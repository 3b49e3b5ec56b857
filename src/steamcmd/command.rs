//! SteamCMD command-line construction.

use std::fmt;
use std::path::Path;

/// Final token SteamCMD needs to exit after running the script.
pub const QUIT: &str = "+quit";

/// Builder for one SteamCMD invocation.
///
/// `+force_install_dir` has to come before `+login`, so the builder keeps the
/// install dir and login apart from the ordered list of actions.
#[derive(Debug, Clone, Default, PartialEq, Eq)]
pub struct SteamCmdCommand {
    install_dir: Option<String>,
    login: Option<String>,
    actions: Vec<String>,
}

impl SteamCmdCommand {
    pub fn new() -> Self {
        Self::default()
    }

    pub fn install_dir(mut self, dir: &Path) -> Self {
        self.install_dir = Some(dir.to_string_lossy().into_owned());
        self
    }

    /// Log in as `username`, or anonymously when it is empty.
    pub fn login(mut self, username: &str) -> Self {
        let username = username.trim();
        self.login = Some(if username.is_empty() {
            "anonymous".to_string()
        } else {
            username.to_string()
        });
        self
    }

    pub fn app_update(mut self, app_id: u32, validate: bool) -> Self {
        self.actions.push("+app_update".to_string());
        self.actions.push(app_id.to_string());
        if validate {
            self.actions.push("validate".to_string());
        }
        self
    }

    pub fn workshop_download(mut self, game_id: u32, item_id: u64, validate: bool) -> Self {
        self.actions.push("+workshop_download_item".to_string());
        self.actions.push(game_id.to_string());
        self.actions.push(item_id.to_string());
        if validate {
            self.actions.push("validate".to_string());
        }
        self
    }

    /// Refresh app info and print the install state line for `app_id`.
    pub fn app_status(mut self, app_id: u32) -> Self {
        self.actions.push("+app_info_update".to_string());
        self.actions.push("1".to_string());
        self.actions.push("+app_status".to_string());
        self.actions.push(app_id.to_string());
        self
    }

    /// Arguments in execution order, terminated by `+quit`.
    pub fn into_args(self) -> Vec<String> {
        let mut args = Vec::with_capacity(self.actions.len() + 5);
        if let Some(dir) = self.install_dir {
            args.push("+force_install_dir".to_string());
            args.push(dir);
        }
        if let Some(login) = self.login {
            args.push("+login".to_string());
            args.push(login);
        }
        args.extend(self.actions);
        ensure_quit(&mut args);
        args
    }
}

impl fmt::Display for SteamCmdCommand {
    fn fmt(&self, f: &mut fmt::Formatter<'_>) -> fmt::Result {
        write!(f, "{}", self.clone().into_args().join(" "))
    }
}

/// Append `+quit` unless the script already ends SteamCMD.
pub fn ensure_quit(args: &mut Vec<String>) {
    if !args.iter().any(|a| a.eq_ignore_ascii_case(QUIT)) {
        args.push(QUIT.to_string());
    }
}

#[cfg(test)]
mod tests {
    use std::path::Path;

    use super::{ensure_quit, SteamCmdCommand};

    #[test]
    fn install_dir_precedes_login_and_quit_is_last() {
        let cmd = SteamCmdCommand::new()
            .login("")
            .install_dir(Path::new("/srv/servers/x"))
            .app_update(12345, true);
        assert_eq!(
            cmd.to_string(),
            "+force_install_dir /srv/servers/x +login anonymous +app_update 12345 validate +quit"
        );
    }

    #[test]
    fn workshop_download_lists_game_and_item() {
        let args = SteamCmdCommand::new()
            .login("anonymous")
            .workshop_download(107410, 450814997, false)
            .into_args();
        assert_eq!(
            args,
            vec![
                "+login",
                "anonymous",
                "+workshop_download_item",
                "107410",
                "450814997",
                "+quit"
            ]
        );
    }

    #[test]
    fn app_status_refreshes_info_first() {
        let line = SteamCmdCommand::new().login("").app_status(2394010).to_string();
        assert!(line.contains("+app_info_update 1 +app_status 2394010"));
    }

    #[test]
    fn quit_is_not_duplicated() {
        let mut args = vec!["+login".to_string(), "anonymous".to_string(), "+QUIT".to_string()];
        ensure_quit(&mut args);
        assert_eq!(args.len(), 3);
    }
}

○ ○ ○

→ **Problem details**
Would you give the material above again, complete and exact?

→ **Output of the task**
repository 3b49e3b5ec56b857
filename src/steamcmd/command.rs
//! SteamCMD command-line construction.

use std::fmt;
use std::path::Path;

/// Final token SteamCMD needs to exit after running the script.
pub const QUIT: &str = "+quit";

/// Builder for one SteamCMD invocation.
///
/// `+force_install_dir` has to come before `+login`, so the builder keeps the
/// install dir and login apart from the ordered list of actions.
#[derive(Debug, Clone, Default, PartialEq, Eq)]
pub struct SteamCmdCommand {
    install_dir: Option<String>,
    login: Option<String>,
    actions: Vec<String>,
}

impl SteamCmdCommand {
    pub fn new() -> Self {
        Self::default()
    }

    pub fn install_dir(mut self, dir: &Path) -> Self {
        self.install_dir = Some(dir.to_string_lossy().into_owned());
        self
    }

    /// Log in as `username`, or anonymously when it is empty.
    pub fn login(mut self, username: &str) -> Self {
        let username = username.trim();
        self.login = Some(if username.is_empty() {
            "anonymous".to_string()
        } else {
            username.to_string()
        });
        self
    }

    pub fn app_update(mut self, app_id: u32, validate: bool) -> Self {
        self.actions.push("+app_update".to_string());
        self.actions.push(app_id.to_string());
        if validate {
            self.actions.push("validate".to_string());
        }
        self
    }

    pub fn workshop_download(mut self, game_id: u32, item_id: u64, validate: bool) -> Self {
        self.actions.push("+workshop_download_item".to_string());
        self.actions.push(game_id.to_string());
        self.actions.push(item_id.to_string());
        if validate {
            self.actions.push("validate".to_string());
        }
        self
    }

    /// Refresh app info and print the install state line for `app_id`.
    pub fn app_status(mut self, app_id: u32) -> Self {
        self.actions.push("+app_info_update".to_string());
        self.actions.push("1".to_string());
        self.actions.push("+app_status".to_string());
        self.actions.push(app_id.to_string());
        self
    }

    /// Arguments in execution order, terminated by `+quit`.
    pub fn into_args(self) -> Vec<String> {
        let mut args = Vec::with_capacity(self.actions.len() + 5);
        if let Some(dir) = self.install_dir {
            args.push("+force_install_dir".to_string());
            args.push(dir);
        }
        if let Some(login) = self.login {
            args.push("+login".to_string());
            args.push(login);
        }
        args.extend(self.actions);
        ensure_quit(&mut args);
        args
    }
}

impl fmt::Display for SteamCmdCommand {
    fn fmt(&self, f: &mut fmt::Formatter<'_>) -> fmt::Result {
        write!(f, "{}", self.clone().into_args().join(" "))
    }
}

/// Append `+quit` unless the script already ends SteamCMD.
pub fn ensure_quit(args: &mut Vec<String>) {
    if !args.iter().any(|a| a.eq_ignore_ascii_case(QUIT)) {
        args.push(QUIT.to_string());
    }
}

#[cfg(test)]
mod tests {
    use std::path::Path;

    use super::{ensure_quit, SteamCmdCommand};

    #[test]
    fn install_dir_precedes_login_and_quit_is_last() {
        let cmd = SteamCmdCommand::new()
            .login("")
            .install_dir(Path::new("/srv/servers/x"))
            .app_update(12345, true);
        assert_eq!(
            cmd.to_string(),
            "+force_install_dir /srv/servers/x +login anonymous +app_update 12345 validate +quit"
        );
    }

    #[test]
    fn workshop_download_lists_game_and_item() {
        let args = SteamCmdCommand::new()
            .login("anonymous")
            .workshop_download(107410, 450814997, false)
            .into_args();
        assert_eq!(
            args,
            vec![
                "+login",
                "anonymous",
                "+workshop_download_item",
                "107410",
                "450814997",
                "+quit"
            ]
        );
    }

    #[test]
    fn app_status_refreshes_info_first() {
        let line = SteamCmdCommand::new().login("").app_status(2394010).to_string();
        assert!(line.contains("+app_info_update 1 +app_status 2394010"));
    }

    #[test]
    fn quit_is_not_duplicated() {
        let mut args = vec!["+login".to_string(), "anonymous".to_string(), "+QUIT".to_string()];
        ensure_quit(&mut args);
        assert_eq!(args.len(), 3);
    }
}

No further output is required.